Stanley Kubrick: educação e violência






As imagens acima são de um garoto bomba palestino sendo capturado pelas tropas israelenses. Na sequência de fotos podemos ver a desumanização do Homem pela banalização da violência. Não tenho muita certeza com relação a data desse evento, lembro da grande polêmica causada por essas imagens. Eu recebi num e-mail e quando as vi pela primeira vez fiquei extremamente chocado. Mas, o tempo foi passando, outras barbaridades ocorreram e a história desse garoto se perdeu. Foi esquecida como tantas outras histórias. Também devemos lembrar que tais fatos chocantes são tantos que é muito difícil mantê-los vivos na nossa memória.

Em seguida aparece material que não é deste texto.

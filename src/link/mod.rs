//! Parsed `@link` applications and name resolution against them.
//!
//! Every directive or type a specification contributes to a schema lives
//! there under a schema-local name: imported plainly, imported under an
//! alias, or namespaced as `spec__element`. [`LinksMetadata`] answers both
//! directions of that mapping — what is `@tag` called in this schema, and
//! which specification does the name `join__type` belong to.

use std::collections::HashMap;
use std::fmt;
use std::str;
use std::sync::Arc;

use apollo_compiler::InvalidNameError;
use apollo_compiler::Name;
use apollo_compiler::ast::Directive;
use apollo_compiler::ast::Value;
use apollo_compiler::name;
use thiserror::Error;

use crate::link::spec::Identity;
use crate::link::spec::LinkVersion;
use crate::link::spec::Url;

pub mod database;
pub mod spec;

pub const DEFAULT_LINK_NAME: Name = name!("link");

/// A problem found while reading a `@link` application.
///
/// Malformed `@link`s never abort composition: the offending application is
/// skipped and the problem is reported back as a diagnostic.
#[derive(Error, Debug, PartialEq, Eq, Clone)]
pub enum LinkParseWarning {
    #[error("invalid name in @link application: {0}")]
    InvalidName(String),
    #[error("invalid use of @link in schema: {0}")]
    MalformedLink(String),
}

impl From<InvalidNameError> for LinkParseWarning {
    fn from(value: InvalidNameError) -> Self {
        LinkParseWarning::InvalidName(value.to_string())
    }
}

fn malformed(message: impl Into<String>) -> LinkParseWarning {
    LinkParseWarning::MalformedLink(message.into())
}

/// The `for:` argument of `@link`.
#[derive(Eq, PartialEq, Debug)]
pub enum Purpose {
    SECURITY,
    EXECUTION,
}

impl Purpose {
    pub fn from_value(value: &Value) -> Result<Purpose, LinkParseWarning> {
        let Value::Enum(value) = value else {
            return Err(malformed("invalid `for` value, should be an enum"));
        };
        value.parse()
    }
}

impl str::FromStr for Purpose {
    type Err = LinkParseWarning;

    fn from_str(s: &str) -> Result<Self, Self::Err> {
        match s {
            "SECURITY" => Ok(Purpose::SECURITY),
            "EXECUTION" => Ok(Purpose::EXECUTION),
            _ => Err(malformed(format!(
                "invalid/unrecognized `for` value '{}'",
                s
            ))),
        }
    }
}

impl fmt::Display for Purpose {
    fn fmt(&self, f: &mut fmt::Formatter<'_>) -> fmt::Result {
        match self {
            Purpose::SECURITY => f.write_str("SECURITY"),
            Purpose::EXECUTION => f.write_str("EXECUTION"),
        }
    }
}

impl From<&Purpose> for Name {
    fn from(value: &Purpose) -> Self {
        match value {
            Purpose::SECURITY => name!("SECURITY"),
            Purpose::EXECUTION => name!("EXECUTION"),
        }
    }
}

/// One entry of a `@link(import:)` list.
#[derive(Eq, PartialEq, Debug)]
pub struct Import {
    /// The imported element's name as the owning specification spells it,
    /// never `@`-prefixed; `is_directive` records whether it names a
    /// directive or a type.
    pub element: Name,

    pub is_directive: bool,

    /// The schema-local alias, when imported as `{ name: ..., as: ... }`.
    pub alias: Option<Name>,
}

impl Import {
    pub fn from_value(value: &Value) -> Result<Import, LinkParseWarning> {
        match value {
            Value::String(element) => Self::parse(element, None),
            Value::Object(fields) => {
                let mut element: Option<&str> = None;
                let mut alias: Option<&str> = None;
                for (field, value) in fields {
                    let slot = match field.as_str() {
                        "name" => &mut element,
                        "as" => &mut alias,
                        _ => {
                            return Err(malformed(format!(
                                "unknown field `{field}` in @link(import:) argument"
                            )));
                        }
                    };
                    *slot = Some(value.as_str().ok_or_else(|| {
                        malformed(format!(
                            "invalid value for `{field}` field in @link(import:) argument: must be a string"
                        ))
                    })?);
                }
                let Some(element) = element else {
                    return Err(malformed(
                        "invalid entry in @link(import:) argument, missing mandatory `name` field",
                    ));
                };
                Self::parse(element, alias)
            }
            _ => Err(malformed(
                "invalid sub-value for @link(import:) argument: values should be either strings or input object values of the form { name: \"<importedElement>\", as: \"<alias>\" }.",
            )),
        }
    }

    /// An import's alias must agree with its element on the `@` prefix; the
    /// stored names carry no prefix either way.
    fn parse(element: &str, alias: Option<&str>) -> Result<Import, LinkParseWarning> {
        match (element.strip_prefix('@'), alias) {
            (Some(directive), alias) => {
                let alias = match alias {
                    Some(alias) => Some(alias.strip_prefix('@').ok_or_else(|| {
                        malformed(format!(
                            "invalid alias '{}' for import name '{}': should start with '@' since the imported name does",
                            alias, element
                        ))
                    })?),
                    None => None,
                };
                Ok(Import {
                    element: Name::new(directive)?,
                    is_directive: true,
                    alias: alias.map(Name::new).transpose()?,
                })
            }
            (None, Some(alias)) if alias.starts_with('@') => Err(malformed(format!(
                "invalid alias '{}' for import name '{}': should not start with '@' (or, if {} is a directive, then the name should start with '@')",
                alias, element, element
            ))),
            (None, alias) => Ok(Import {
                element: Name::new(element)?,
                is_directive: false,
                alias: alias.map(Name::new).transpose()?,
            }),
        }
    }

    pub fn imported_name(&self) -> &Name {
        self.alias.as_ref().unwrap_or(&self.element)
    }

    fn prefixed(&self, name: &Name) -> String {
        if self.is_directive {
            format!("@{name}")
        } else {
            name.to_string()
        }
    }
}

impl fmt::Display for Import {
    fn fmt(&self, f: &mut fmt::Formatter<'_>) -> fmt::Result {
        match &self.alias {
            Some(_) => write!(
                f,
                r#"{{ name: "{}", as: "{}" }}"#,
                self.prefixed(&self.element),
                self.prefixed(self.imported_name()),
            ),
            None => write!(f, r#""{}""#, self.prefixed(self.imported_name())),
        }
    }
}

/// One parsed `@link` application from a schema definition.
#[derive(Debug, Eq, PartialEq)]
pub struct Link {
    pub url: Url,
    pub spec_alias: Option<Name>,
    pub imports: Vec<Arc<Import>>,
    pub purpose: Option<Purpose>,
}

impl Link {
    pub fn from_directive_application(directive: &Directive) -> Result<Link, LinkParseWarning> {
        let url = directive
            .specified_argument_by_name("url")
            .ok_or_else(|| malformed("the `url` argument for @link is mandatory"))?
            .as_str()
            .ok_or_else(|| malformed("the `url` argument for @link must be a String"))?
            .parse::<Url>()
            .map_err(|e| malformed(format!("invalid `url` argument (reason: {e})")))?;

        let spec_alias = directive
            .specified_argument_by_name("as")
            .and_then(|arg| arg.as_str())
            .map(Name::new)
            .transpose()?;
        let purpose = directive
            .specified_argument_by_name("for")
            .map(|value| Purpose::from_value(value))
            .transpose()?;
        let imports = directive
            .specified_argument_by_name("import")
            .and_then(|arg| arg.as_list())
            .unwrap_or(&[])
            .iter()
            .map(|value| Import::from_value(value).map(Arc::new))
            .collect::<Result<Vec<_>, _>>()?;

        Ok(Link {
            url,
            spec_alias,
            imports,
            purpose,
        })
    }

    pub fn spec_name_in_schema(&self) -> &Name {
        self.spec_alias.as_ref().unwrap_or(&self.url.identity.name)
    }

    /// The schema-local name of this specification's directive `name`: the
    /// imported name if imported, the spec's own in-schema name when the
    /// directive is named like the spec, `spec__name` otherwise.
    pub fn directive_name_in_schema(&self, name: &Name) -> Name {
        if let Some(import) = self.import_of(name, true) {
            import.imported_name().clone()
        } else if name.as_str() == self.url.identity.name.as_str() {
            self.spec_name_in_schema().clone()
        } else {
            self.namespaced(name)
        }
    }

    /// Like [`Self::directive_name_in_schema`] for types; the spec-named
    /// special case does not apply to types.
    pub fn type_name_in_schema(&self, name: &Name) -> Name {
        if let Some(import) = self.import_of(name, false) {
            import.imported_name().clone()
        } else {
            self.namespaced(name)
        }
    }

    /// The in-schema name for `element` of this specification.
    ///
    /// `element` names a directive when prefixed with '@' (the returned
    /// [`Name`] never carries the prefix).
    pub fn resolve_import_name(&self, element: &str) -> Name {
        if let Some(directive_name) = element.strip_prefix('@') {
            self.directive_name_in_schema(&Name::new_unchecked(directive_name))
        } else {
            self.type_name_in_schema(&Name::new_unchecked(element))
        }
    }

    fn import_of(&self, element: &Name, directive: bool) -> Option<&Arc<Import>> {
        self.imports
            .iter()
            .find(|import| import.is_directive == directive && import.element == *element)
    }

    fn namespaced(&self, name: &Name) -> Name {
        // both sides are valid names and `__` only adds valid characters
        Name::new_unchecked(&format!("{}__{}", self.spec_name_in_schema(), name))
    }
}

impl fmt::Display for Link {
    fn fmt(&self, f: &mut fmt::Formatter<'_>) -> fmt::Result {
        write!(f, r#"@link(url: "{}""#, self.url)?;
        if let Some(alias) = &self.spec_alias {
            write!(f, r#", as: "{alias}""#)?;
        }
        if !self.imports.is_empty() {
            write!(f, ", import: [")?;
            for (i, import) in self.imports.iter().enumerate() {
                if i > 0 {
                    write!(f, ", ")?;
                }
                write!(f, "{import}")?;
            }
            write!(f, "]")?;
        }
        if let Some(purpose) = &self.purpose {
            write!(f, ", for: {purpose}")?;
        }
        write!(f, ")")
    }
}

/// A schema name traced back to the `@link` that brought it in, and to the
/// specific import entry when it came through one.
#[derive(Debug)]
pub struct LinkedElement {
    pub link: Arc<Link>,
    pub import: Option<Arc<Import>>,
}

/// All the `@link`s of a schema, with lookup tables for name resolution.
#[derive(Default, Debug)]
pub struct LinksMetadata {
    pub(crate) links: Vec<Arc<Link>>,
    pub(crate) by_identity: HashMap<Identity, Arc<Link>>,
    pub(crate) by_name_in_schema: HashMap<Name, Arc<Link>>,
    pub(crate) types_by_imported_name: HashMap<Name, (Arc<Link>, Arc<Import>)>,
    pub(crate) directives_by_imported_name: HashMap<Name, (Arc<Link>, Arc<Import>)>,
    pub(crate) warnings: Vec<LinkParseWarning>,
}

impl LinksMetadata {
    pub fn all_links(&self) -> &[Arc<Link>] {
        self.links.as_ref()
    }

    /// Warnings for `@link` applications that could not be parsed and were skipped.
    pub fn warnings(&self) -> &[LinkParseWarning] {
        self.warnings.as_ref()
    }

    pub fn for_identity(&self, identity: &Identity) -> Option<Arc<Link>> {
        self.by_identity.get(identity).cloned()
    }

    /// Whether any specification is linked at all. Schemas without `@link` are
    /// treated as federation 1 documents.
    pub fn supports_federation_v2(&self) -> bool {
        !self.links.is_empty()
    }

    /// Whether the schema links `identity` at a version matching `requirement`.
    pub fn matches_implementation(&self, identity: &Identity, requirement: &LinkVersion) -> bool {
        match requirement {
            LinkVersion::Federation1 => self.links.is_empty(),
            LinkVersion::Any => self.by_identity.contains_key(identity),
            LinkVersion::Exact(version) => self
                .for_identity(identity)
                .is_some_and(|link| link.url.version == *version),
            LinkVersion::Compatible(version) => self
                .for_identity(identity)
                .is_some_and(|link| link.url.version.satisfies(version)),
        }
    }

    /// The in-schema name for `element` of the specification with `identity`.
    ///
    /// When the specification is not linked, the bare element name is returned
    /// unchanged (minus any '@' prefix): schemas that predate `@link` use the
    /// unprefixed names.
    pub fn resolve_import_name(&self, identity: &Identity, element: &str) -> Name {
        match self.by_identity.get(identity) {
            Some(link) => link.resolve_import_name(element),
            None => Name::new_unchecked(element.strip_prefix('@').unwrap_or(element)),
        }
    }

    /// The `@link` a type name came from: either through an import entry or
    /// through the `spec__Type` namespacing.
    pub fn source_link_of_type(&self, type_name: &Name) -> Option<LinkedElement> {
        if let Some((link, import)) = self.types_by_imported_name.get(type_name) {
            return Some(LinkedElement {
                link: Arc::clone(link),
                import: Some(Arc::clone(import)),
            });
        }
        self.link_of_namespaced(type_name)
    }

    /// Like [`Self::source_link_of_type`] for directives, with the extra case
    /// of a directive carrying the linked spec's own in-schema name.
    pub fn source_link_of_directive(&self, directive_name: &Name) -> Option<LinkedElement> {
        if let Some((link, import)) = self.directives_by_imported_name.get(directive_name) {
            return Some(LinkedElement {
                link: Arc::clone(link),
                import: Some(Arc::clone(import)),
            });
        }
        if let Some(link) = self.by_name_in_schema.get(directive_name) {
            return Some(LinkedElement {
                link: Arc::clone(link),
                import: None,
            });
        }
        self.link_of_namespaced(directive_name)
    }

    fn link_of_namespaced(&self, name: &Name) -> Option<LinkedElement> {
        let (spec_name, _) = name.split_once("__")?;
        self.by_name_in_schema
            .get(spec_name)
            .map(|link| LinkedElement {
                link: Arc::clone(link),
                import: None,
            })
    }
}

Mas estas e outras imagens podem nos levar a seguinte questâo: qual o motivo que leva um indivíduo a ser "educado " para morrer por uma causa... Estranho também é pensar naquelas pessoas que são educadas para matar. O que leva um indivíduo as ser programado (educado) para ver a violência como algo natural. 

Talvez um caminho para tentar responder essa questão pode ser encontrado em uma outra sequência de imagens (só que agora "imagens em movimento", ou seja, cinema).

O olhar agudo de  um diretor como S. Kubrick pode se abrir a múltiplas interpretações. Laranja Mecânica, Nascido para matar e tantos outros abordam a banalização da violência na nossa sociedade.

O ser humano só existe vivendo em sociedade. E para viver nesse mundo social é preciso ser educado. E não há sociedade sem prática educativa nem prática educativa sem sociedade. A educação é socialmente determinada ou seja, é determinada por fins e exigências sociais, políticas e ideológicas. É uma atividade humana necessária à toda existência e funcionamento de todas as sociedades. Em suma, é um  processo de prover os indivíduos dos conhecimentos e experiências culturais que os tornam aptos a atuar em sociedade e a transformá-la em função de necessidades sócio-culturais e econômicas da coletividade. Através da ação educativa o meio social exerce influências sobre os indivíduos. Estes ao assimilarem e recriarem essas influências tornam-se capazes de estabelecer uma relação ativa e transformadora em relação ao meio social. Em sentido estrito, a educação ocorre em instituições especificas, escolares ou não, com finalidades explicitas de instrução e ensino mediante uma ação consciente, deliberada e planificada embora sem separar-se daqueles processos formativos gerais.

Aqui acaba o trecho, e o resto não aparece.